Un genoma para gobernarlos a todos

Por Guillermo Peris Ripollés, el 15 enero, 2021. Categoría(s): Genética

En un artículo anterior de Naukas os hablé del genoma de referencia humano y cómo su uso ha sido fundamental para los avances en genética y medicina personalizada de las últimas dos décadas. El genoma de referencia actúa como modelo a la hora de unir los millones de pequeñas piezas que se obtienen tras la secuenciación de un genoma individual y nos permite encontrar diferencias que apunten a cambios genéticos relevantes para una patología concreta. La última versión del genoma de referencia, de febrero de 2019, se conoce como GRCh38.p13 y puede descargarse aquí. Pero, como ya se comentó en el artículo anterior, el genoma humano de referencia presenta un par de problemas importantes.

En primer lugar, contiene huecos, vacíos de los que no conocemos su composición en áreas difíciles de secuenciar (normalmente porque en ellas hay un elevado número de repeticiones). En la última versión del genoma de referencia (GRCh38.p13) el número de huecos asciende a 349, lo cual no está nada mal si pensamos que en el primer borrador publicado en 2001 había cerca de 150 000. Este problema está siendo abordado por el T2T consortium, que ya ha publicado una versión completa del cromosoma X y tiene pendiente de revisión por pares la publicación del cromosoma 8.

El otro problema es que el actual genoma humano de referencia, incluso tras rellenar los huecos existentes, tampoco sería una representación fidedigna del genoma de la mayoría de grupos poblacionales, ya que se construyó a partir de muestras de ADN de unos pocos individuos. Como ya se comentó en el artículo anterior, cerca del 70 % de la referencia se basa en un solo individuo de origen caucásico-africano. Esto hace que nuestro ADN difiera en gran medida del genoma de referencia; incluso se han encontrado personas que tendrían secuencias nuevas (ausentes en la referencia) que sumarían hasta 14 200 000 bases (14.2 Mb). Algunos estudios sugieren que las secuencias de ADN humano no incluidas en el genoma de referencia estarían en un amplio rango en torno a los 100 Mb. Es más, incluso en el caso de secuencias que sí aparecen en una gran parte de la población, en ocasiones la variante registrada en el genoma de referencia no sería la más común; por ejemplo, si en una determinada posición del genoma la «letra» más habitual en la población es la C, en el genoma de referencia podría haber una T.

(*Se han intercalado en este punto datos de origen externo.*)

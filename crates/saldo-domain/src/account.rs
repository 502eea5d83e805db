use std::fmt;

use chrono::{DateTime, Utc};
use serde::{Deserialize, Serialize};
use uuid::Uuid;

/// A ledger account holding a running balance.
#[derive(Debug, Clone, Serialize, Deserialize, PartialEq)]
pub struct Account {
    pub id: Uuid,
    pub name: String,
    #[serde(default)]
    pub kind: AccountKind,
    #[serde(default)]
    pub balance: f64,
    #[serde(default = "Account::default_currency")]
    pub currency: String,
    pub created_at: DateTime<Utc>,
}

impl Account {
    /// Creates a new account with a zero balance.
    pub fn new(name: impl Into<String>, kind: AccountKind) -> Self {
        Self {
            id: Uuid::new_v4(),
            name: name.into(),
            kind,
            balance: 0.0,
            currency: Self::default_currency(),
            created_at: Utc::now(),
        }
    }

    pub fn default_currency() -> String {
        "EUR".into()
    }
}

#[derive(Debug, Clone, Copy, Serialize, Deserialize, PartialEq, Eq, Default)]
#[serde(rename_all = "lowercase")]
pub enum AccountKind {
    #[default]
    Bank,
    Wallet,
    Other,
}

impl fmt::Display for AccountKind {
    fn fmt(&self, f: &mut fmt::Formatter<'_>) -> fmt::Result {
        let label = match self {
            AccountKind::Bank => "Bank",
            AccountKind::Wallet => "Wallet",
            AccountKind::Other => "Other",
        };
        f.write_str(label)
    }
}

¿Cómo solucionar este problema? Uno de los esfuerzos actuales de la comunidad científica se orienta a la construcción de un pangenoma, un genoma que nos represente a todos.

El pangenoma

El genoma de cualquiera de nosotros podría representarse como una larga secuencia de unas 3 200 000 000 letras, que se leería de izquierda a derecha como un libro (me gusta la comparación de que un genoma humano impreso ocuparía lo mismo que 1 500 libros de El Quijote). El genoma de referencia humano actual se representa de la misma forma. Por ejemplo, aquí tenéis un pequeño fragmento del cromosoma X:

Para empezar a construir un pequeño pangenoma casero, nosotros utilizaremos una secuencia corta de 17 nucleótidos:

Imaginemos que este es nuestro genoma de referencia actual, al que queremos ir añadiendo las variaciones que vayamos encontrando en los genomas de nuevos individuos. Como vamos a utilizar grafos para construir este pangenoma (¡no huyáis, bellacos!) un primer paso es representar esta primera secuencia como un grafo sencillo (podría utilizar flechas para unir estos nodos, ya que la dirección de lectura es de izquierda a derecha, pero no lo haré para no complicar la explicación):

A partir de esta representación inicial podemos añadir nuevas variantes como caminos en este grafo. Por ejemplo, imaginemos que encontramos en la población una nueva secuencia en la que encontramos en la séptima posición una G en lugar de la C de la primera secuencia de referencia (marcada en la siguiente figura con un color distinto). En ese caso podemos añadir un nuevo «camino» que represente a esta nueva secuencia.

Podría ocurrir también que la diferencia con la secuencia inicial fueran varios nucleótidos añadidos en una posición concreta. En la siguiente figura se muestra una secuencia de este tipo (con los nuevos nucleótidos respecto a la referencia en un color distinto) y cómo los añadiríamos a nuestro grafo creando un nuevo camino. A este proceso por el que aparecen nuevos nucleótidos en una posición concreta le llamamos inserción.

Por último, también podría ocurrir que encontráramos una secuencia en la que faltaran nucléotidos de la secuencia de referencia, como la que se muestra en la siguiente imagen (se han añadido unos cuadros vacíos para indicar que faltan letras respecto a la referencia). Para representar este proceso de borrado podríamos incluir un nuevo camino que «saltara» los nucleótidos ausentes.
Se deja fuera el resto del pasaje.